Stored dataset items:
BEGIN
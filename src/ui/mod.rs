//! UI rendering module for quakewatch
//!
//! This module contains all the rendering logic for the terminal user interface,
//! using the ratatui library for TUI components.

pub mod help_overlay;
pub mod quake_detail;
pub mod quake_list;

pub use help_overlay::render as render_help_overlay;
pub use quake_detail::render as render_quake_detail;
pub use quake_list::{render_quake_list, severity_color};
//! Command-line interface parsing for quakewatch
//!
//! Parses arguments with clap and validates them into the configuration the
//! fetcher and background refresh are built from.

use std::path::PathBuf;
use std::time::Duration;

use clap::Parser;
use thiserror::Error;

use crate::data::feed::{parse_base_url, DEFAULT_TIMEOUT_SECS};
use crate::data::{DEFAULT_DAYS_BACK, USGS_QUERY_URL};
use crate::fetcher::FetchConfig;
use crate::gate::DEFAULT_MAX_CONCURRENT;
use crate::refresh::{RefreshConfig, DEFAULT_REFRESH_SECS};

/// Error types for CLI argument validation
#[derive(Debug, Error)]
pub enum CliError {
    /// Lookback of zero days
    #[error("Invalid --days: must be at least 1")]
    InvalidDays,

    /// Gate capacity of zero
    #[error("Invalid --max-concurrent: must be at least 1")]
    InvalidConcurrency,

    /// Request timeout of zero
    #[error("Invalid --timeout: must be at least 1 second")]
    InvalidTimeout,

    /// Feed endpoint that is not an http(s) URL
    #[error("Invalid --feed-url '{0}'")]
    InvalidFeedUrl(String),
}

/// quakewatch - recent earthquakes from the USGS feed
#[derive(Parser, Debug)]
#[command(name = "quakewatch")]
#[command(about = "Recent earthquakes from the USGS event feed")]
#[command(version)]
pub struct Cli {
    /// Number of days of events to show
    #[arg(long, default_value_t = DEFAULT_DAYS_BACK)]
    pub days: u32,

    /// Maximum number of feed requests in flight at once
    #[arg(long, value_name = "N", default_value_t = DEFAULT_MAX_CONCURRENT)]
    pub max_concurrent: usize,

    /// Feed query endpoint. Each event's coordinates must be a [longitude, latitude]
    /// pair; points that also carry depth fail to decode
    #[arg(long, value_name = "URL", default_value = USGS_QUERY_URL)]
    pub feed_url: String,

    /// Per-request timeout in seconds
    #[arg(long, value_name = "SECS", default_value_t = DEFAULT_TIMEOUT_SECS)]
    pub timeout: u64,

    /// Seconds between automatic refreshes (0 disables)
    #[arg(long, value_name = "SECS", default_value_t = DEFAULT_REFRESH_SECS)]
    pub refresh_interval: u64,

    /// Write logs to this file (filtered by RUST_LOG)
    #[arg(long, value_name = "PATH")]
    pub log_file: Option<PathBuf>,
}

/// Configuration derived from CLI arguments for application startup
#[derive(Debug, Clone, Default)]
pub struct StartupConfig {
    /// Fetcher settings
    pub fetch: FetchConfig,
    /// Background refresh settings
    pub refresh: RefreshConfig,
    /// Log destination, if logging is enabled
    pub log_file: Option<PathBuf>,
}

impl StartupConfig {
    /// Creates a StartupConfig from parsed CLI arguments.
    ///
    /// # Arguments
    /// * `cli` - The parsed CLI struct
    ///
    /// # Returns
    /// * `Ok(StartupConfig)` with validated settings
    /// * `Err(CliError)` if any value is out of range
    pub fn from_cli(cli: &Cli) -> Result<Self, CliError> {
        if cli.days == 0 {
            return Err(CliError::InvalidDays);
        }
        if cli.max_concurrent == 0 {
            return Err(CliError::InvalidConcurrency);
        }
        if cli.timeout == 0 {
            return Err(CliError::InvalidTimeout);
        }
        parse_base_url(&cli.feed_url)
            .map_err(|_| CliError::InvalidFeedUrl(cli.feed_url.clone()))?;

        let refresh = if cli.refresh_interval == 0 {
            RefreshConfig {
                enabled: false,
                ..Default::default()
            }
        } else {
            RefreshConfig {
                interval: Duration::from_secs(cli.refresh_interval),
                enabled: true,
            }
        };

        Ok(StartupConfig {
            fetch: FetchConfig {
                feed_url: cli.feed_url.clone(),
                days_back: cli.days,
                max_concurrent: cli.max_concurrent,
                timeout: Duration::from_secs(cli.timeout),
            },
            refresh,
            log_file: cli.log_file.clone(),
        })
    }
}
END
What you have to do
All of the data above must be repeated exactly.

Result of the task
filename src/ui/mod.rs
//! UI rendering module for quakewatch
//!
//! This module contains all the rendering logic for the terminal user interface,
//! using the ratatui library for TUI components.

pub mod help_overlay;
pub mod quake_detail;
pub mod quake_list;

pub use help_overlay::render as render_help_overlay;
pub use quake_detail::render as render_quake_detail;
pub use quake_list::{render_quake_list, severity_color};
//! Command-line interface parsing for quakewatch
//!
//! Parses arguments with clap and validates them into the configuration the
//! fetcher and background refresh are built from.

use std::path::PathBuf;
use std::time::Duration;

use clap::Parser;
use thiserror::Error;

use crate::data::feed::{parse_base_url, DEFAULT_TIMEOUT_SECS};
use crate::data::{DEFAULT_DAYS_BACK, USGS_QUERY_URL};
use crate::fetcher::FetchConfig;
use crate::gate::DEFAULT_MAX_CONCURRENT;
use crate::refresh::{RefreshConfig, DEFAULT_REFRESH_SECS};

/// Error types for CLI argument validation
#[derive(Debug, Error)]
pub enum CliError {
    /// Lookback of zero days
    #[error("Invalid --days: must be at least 1")]
    InvalidDays,

    /// Gate capacity of zero
    #[error("Invalid --max-concurrent: must be at least 1")]
    InvalidConcurrency,

    /// Request timeout of zero
    #[error("Invalid --timeout: must be at least 1 second")]
    InvalidTimeout,

    /// Feed endpoint that is not an http(s) URL
    #[error("Invalid --feed-url '{0}'")]
    InvalidFeedUrl(String),
}

/// quakewatch - recent earthquakes from the USGS feed
#[derive(Parser, Debug)]
#[command(name = "quakewatch")]
#[command(about = "Recent earthquakes from the USGS event feed")]
#[command(version)]
pub struct Cli {
    /// Number of days of events to show
    #[arg(long, default_value_t = DEFAULT_DAYS_BACK)]
    pub days: u32,

    /// Maximum number of feed requests in flight at once
    #[arg(long, value_name = "N", default_value_t = DEFAULT_MAX_CONCURRENT)]
    pub max_concurrent: usize,

    /// Feed query endpoint. Each event's coordinates must be a [longitude, latitude]
    /// pair; points that also carry depth fail to decode
    #[arg(long, value_name = "URL", default_value = USGS_QUERY_URL)]
    pub feed_url: String,

    /// Per-request timeout in seconds
    #[arg(long, value_name = "SECS", default_value_t = DEFAULT_TIMEOUT_SECS)]
    pub timeout: u64,

    /// Seconds between automatic refreshes (0 disables)
    #[arg(long, value_name = "SECS", default_value_t = DEFAULT_REFRESH_SECS)]
    pub refresh_interval: u64,

    /// Write logs to this file (filtered by RUST_LOG)
    #[arg(long, value_name = "PATH")]
    pub log_file: Option<PathBuf>,
}

/// Configuration derived from CLI arguments for application startup
#[derive(Debug, Clone, Default)]
pub struct StartupConfig {
    /// Fetcher settings
    pub fetch: FetchConfig,
    /// Background refresh settings
    pub refresh: RefreshConfig,
    /// Log destination, if logging is enabled
    pub log_file: Option<PathBuf>,
}

impl StartupConfig {
    /// Creates a StartupConfig from parsed CLI arguments.
    ///
    /// # Arguments
    /// * `cli` - The parsed CLI struct
    ///
    /// # Returns
    /// * `Ok(StartupConfig)` with validated settings
    /// * `Err(CliError)` if any value is out of range
    pub fn from_cli(cli: &Cli) -> Result<Self, CliError> {
        if cli.days == 0 {
            return Err(CliError::InvalidDays);
        }
        if cli.max_concurrent == 0 {
            return Err(CliError::InvalidConcurrency);
        }
        if cli.timeout == 0 {
            return Err(CliError::InvalidTimeout);
        }
        parse_base_url(&cli.feed_url)
            .map_err(|_| CliError::InvalidFeedUrl(cli.feed_url.clone()))?;

        let refresh = if cli.refresh_interval == 0 {
            RefreshConfig {
                enabled: false,
                ..Default::default()
            }
        } else {
            RefreshConfig {
                interval: Duration::from_secs(cli.refresh_interval),
                enabled: true,
            }
        };

        Ok(StartupConfig {
            fetch: FetchConfig {
                feed_url: cli.feed_url.clone(),
                days_back: cli.days,
                max_concurrent: cli.max_concurrent,
                timeout: Duration::from_secs(cli.timeout),
            },
            refresh,
            log_file: cli.log_file.clone(),
        })
    }
}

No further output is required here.